The head of the Metropolitan Police (Met) of London apologized yesterday, Wednesday, for the “abhorrent, criminal” behavior by police officers who displayed racism, misogyny, and Islamophobia in a report conducted by an undercover reporter for the BBC.
“The behaviour portrayed in this programme is reprehensible and totally unacceptable,” said commissioner Mark Rowley in a statement released ahead of the broadcast of the BBC’s Panorama news programme.
Nine police officers and one staff member have already been suspended, while two others were removed from the front line after the BBC published the report, Rowley said. “I sincerely regret this ‘toxic legacy,”
He added.
BBC journalist Rory Bibb spent seven months, until January 2025, working as a civilian prison officer in the detention wing of Charing Cross police station in central London.
During this time, “police officers suggested shooting migrants, boasted about using force and were indifferent to accusations of rape,” the BBC said in a statement.
Several police officers were filmed on hidden cameras making shocking comments, such as that a detainee whose visa had expired “deserved a bullet in the head” and that Algerian and Somali migrants were “scum.”
The Metropolitan Police has been at the center of a series of scandals in recent years, including the kidnapping, rape, and murder of marketing director Sara Everard in 2021 by a serving police officer who was later sentenced to life in prison.

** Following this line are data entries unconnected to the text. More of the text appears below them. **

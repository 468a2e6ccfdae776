//! Decoder boundary between raw telemetry datagrams and routed messages.
//!
//! The server never interprets payload bytes itself. A [`TelemetryCodec`]
//! turns a datagram into a [`SchemaEntry`] (what the message is) and a
//! [`DecodedMessage`] (CCSDS primary header, cFE telemetry secondary header and
//! a payload [`Value`] tree). The routing key is read from
//! [`PrimaryHeader::app_id`].

use crate::topic::RoutingKey;
use bytes::Bytes;
use std::fmt;
use thiserror::Error;

/// Size of the CCSDS space packet primary header.
pub const PRIMARY_HEADER_LEN: usize = 6;

/// Size of the cFE telemetry secondary header (4-byte seconds, 2-byte subseconds).
pub const SECONDARY_HEADER_LEN: usize = 6;

/// Errors produced while decoding a datagram.
#[derive(Error, Debug, Clone, PartialEq)]
pub enum CodecError {
    /// Datagram ends before a required region
    #[error("Datagram truncated: {region} needs {needed} bytes, {available} available")]
    Truncated {
        /// Region being decoded
        region: &'static str,
        /// Bytes required
        needed: usize,
        /// Bytes present
        available: usize,
    },

    /// No schema entry for the application id in the header
    #[error("No telemetry definition for application id {0}")]
    UnknownMessage(u16),

    /// Header or layout content that cannot be interpreted
    #[error("Malformed datagram: {0}")]
    Malformed(String),
}

/// Turns raw datagrams into decoded telemetry.
///
/// Implementations are shared between the receive loop and any tooling
/// (raw-datagram observers), so they must be thread safe.
pub trait TelemetryCodec: Send + Sync {
    fn decode(&self, datagram: &[u8]) -> Result<(SchemaEntry, DecodedMessage), CodecError>;
}

/// Schema metadata for a decoded message.
#[derive(Debug, Clone, PartialEq, Eq)]
pub struct SchemaEntry {
    /// Human readable schema name, e.g. `CFE_ES/HousekeepingTlm`
    pub name: String,
}

impl SchemaEntry {
    pub fn new(name: impl Into<String>) -> Self {
        Self { name: name.into() }
    }
}

/// CCSDS space packet primary header.
#[derive(Debug, Clone, Copy, PartialEq, Eq)]
pub struct PrimaryHeader {
    pub version: u8,
    /// 0 = telemetry, 1 = command
    pub packet_type: u8,
    pub has_secondary_header: bool,
    /// 11-bit application process identifier; the routing key
    pub app_id: u16,
    pub sequence_flags: u8,
    pub sequence_count: u16,
    /// Packet data length field (total packet length minus 7)
    pub length: u16,
}

impl PrimaryHeader {
    /// Decodes the big-endian primary header from the start of `bytes`.
    pub fn parse(bytes: &[u8]) -> Result<Self, CodecError> {
        let b = bytes.get(..PRIMARY_HEADER_LEN).ok_or(CodecError::Truncated {
            region: "primary header",
            needed: PRIMARY_HEADER_LEN,
            available: bytes.len(),
        })?;
        let word0 = u16::from_be_bytes([b[0], b[1]]);
        let word1 = u16::from_be_bytes([b[2], b[3]]);
        Ok(Self {
            version: (word0 >> 13) as u8,
            packet_type: ((word0 >> 12) & 0x1) as u8,
            has_secondary_header: (word0 >> 11) & 0x1 == 1,
            app_id: word0 & 0x07FF,
            sequence_flags: (word1 >> 14) as u8,
            sequence_count: word1 & 0x3FFF,
            length: u16::from_be_bytes([b[4], b[5]]),
        })
    }

    /// Encodes the header; the inverse of [`PrimaryHeader::parse`].
    pub fn to_bytes(&self) -> [u8; PRIMARY_HEADER_LEN] {
        let word0 = (u16::from(self.version & 0x7) << 13)
            | (u16::from(self.packet_type & 0x1) << 12)
            | (u16::from(self.has_secondary_header) << 11)
            | (self.app_id & 0x07FF);
        let word1 = (u16::from(self.sequence_flags & 0x3) << 14) | (self.sequence_count & 0x3FFF);
        let [a, b] = word0.to_be_bytes();
        let [c, d] = word1.to_be_bytes();
        let [e, f] = self.length.to_be_bytes();
        [a, b, c, d, e, f]
    }

    /// Total packet length declared by the header.
    pub fn packet_len(&self) -> usize {
        usize::from(self.length) + 7
    }

    pub fn routing_key(&self) -> RoutingKey {
        RoutingKey(self.app_id)
    }
}

/// cFE telemetry secondary header time stamp.
#[derive(Debug, Clone, Copy, PartialEq, Eq, Default)]
pub struct SecondaryHeader {
    pub seconds: u32,
    /// Fraction of a second in units of 2^-16 s
    pub subseconds: u16,
}

impl SecondaryHeader {
    pub fn parse(bytes: &[u8]) -> Result<Self, CodecError> {
        let b = bytes
            .get(..SECONDARY_HEADER_LEN)
            .ok_or(CodecError::Truncated {
                region: "secondary header",
                needed: SECONDARY_HEADER_LEN,
                available: bytes.len(),
            })?;
        Ok(Self {
            seconds: u32::from_be_bytes([b[0], b[1], b[2], b[3]]),
            subseconds: u16::from_be_bytes([b[4], b[5]]),
        })
    }

    pub fn to_bytes(&self) -> [u8; SECONDARY_HEADER_LEN] {
        let [a, b, c, d] = self.seconds.to_be_bytes();
        let [e, f] = self.subseconds.to_be_bytes();
        [a, b, c, d, e, f]
    }

    pub fn seconds_f64(&self) -> f64 {
        f64::from(self.seconds) + f64::from(self.subseconds) / 65536.0
    }
}

/// Introspectable decoded field tree.
#[derive(Debug, Clone, PartialEq)]
pub enum Value {
    Container(Vec<(String, Value)>),
    Array(Vec<Value>),
    Unsigned(u64),
    Signed(i64),
    Float(f64),
    Text(String),
}

impl Value {
    pub fn is_container(&self) -> bool {
        matches!(self, Value::Container(_))
    }

    pub fn is_array(&self) -> bool {
        matches!(self, Value::Array(_))
    }

    /// Looks up a direct child of a container by name.
    pub fn field(&self, name: &str) -> Option<&Value> {
        match self {
            Value::Container(fields) => fields.iter().find(|(n, _)| n == name).map(|(_, v)| v),
            _ => None,
        }
    }
}

impl fmt::Display for Value {
    fn fmt(&self, f: &mut fmt::Formatter<'_>) -> fmt::Result {
        match self {
            Value::Unsigned(v) => write!(f, "{}", v),
            Value::Signed(v) => write!(f, "{}", v),
            Value::Float(v) => write!(f, "{}", v),
            Value::Text(v) => write!(f, "{}", v),
            Value::Array(items) => write!(f, "[{} items]", items.len()),
            Value::Container(fields) => write!(f, "{{{} fields}}", fields.len()),
        }
    }
}

/// A fully decoded telemetry datagram.
#[derive(Debug, Clone, PartialEq)]
pub struct DecodedMessage {
    pub primary: PrimaryHeader,
    pub secondary: SecondaryHeader,
    pub payload: Value,
    /// The datagram the message was decoded from
    pub raw: Bytes,
}

impl DecodedMessage {
    pub fn routing_key(&self) -> RoutingKey {
        self.primary.routing_key()
    }

    /// Whole message as a value tree: `CCSDS`, `Sec` and `Payload` containers.
    pub fn to_value(&self) -> Value {
        let p = &self.primary;
        Value::Container(vec![
            (
                "CCSDS".to_string(),
                Value::Container(vec![
                    ("Version".to_string(), Value::Unsigned(p.version.into())),
                    ("PacketType".to_string(), Value::Unsigned(p.packet_type.into())),
                    (
                        "SecHdrFlags".to_string(),
                        Value::Unsigned(p.has_secondary_header.into()),
                    ),
                    ("AppId".to_string(), Value::Unsigned(p.app_id.into())),
                    ("SeqFlag".to_string(), Value::Unsigned(p.sequence_flags.into())),
                    ("Sequence".to_string(), Value::Unsigned(p.sequence_count.into())),
                    ("Length".to_string(), Value::Unsigned(p.length.into())),
                ]),
            ),
            (
                "Sec".to_string(),
                Value::Container(vec![
                    ("Seconds".to_string(), Value::Unsigned(self.secondary.seconds.into())),
                    (
                        "Subseconds".to_string(),
                        Value::Unsigned(self.secondary.subseconds.into()),
                    ),
                ]),
            ),
            ("Payload".to_string(), self.payload.clone()),
        ])
    }
}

She had pledged a purge in her ranks and restoring public trust after a report found the police were institutionally racist, homophobic, and sexist.
While acknowledging that there were “systemic, cultural and managerial failures”, Rowley asserted that the Metropolitan Police had carried out “the biggest anti-corruption operation in the history of British policing”.
The team in charge of detainees at Charing Cross police station has been disbanded, and Rowley revealed that “nearly 1,500 police officers and staff who did not meet our standards” have been dismissed from the Metropolitan Police’s workforce of 40,000 in the last three years.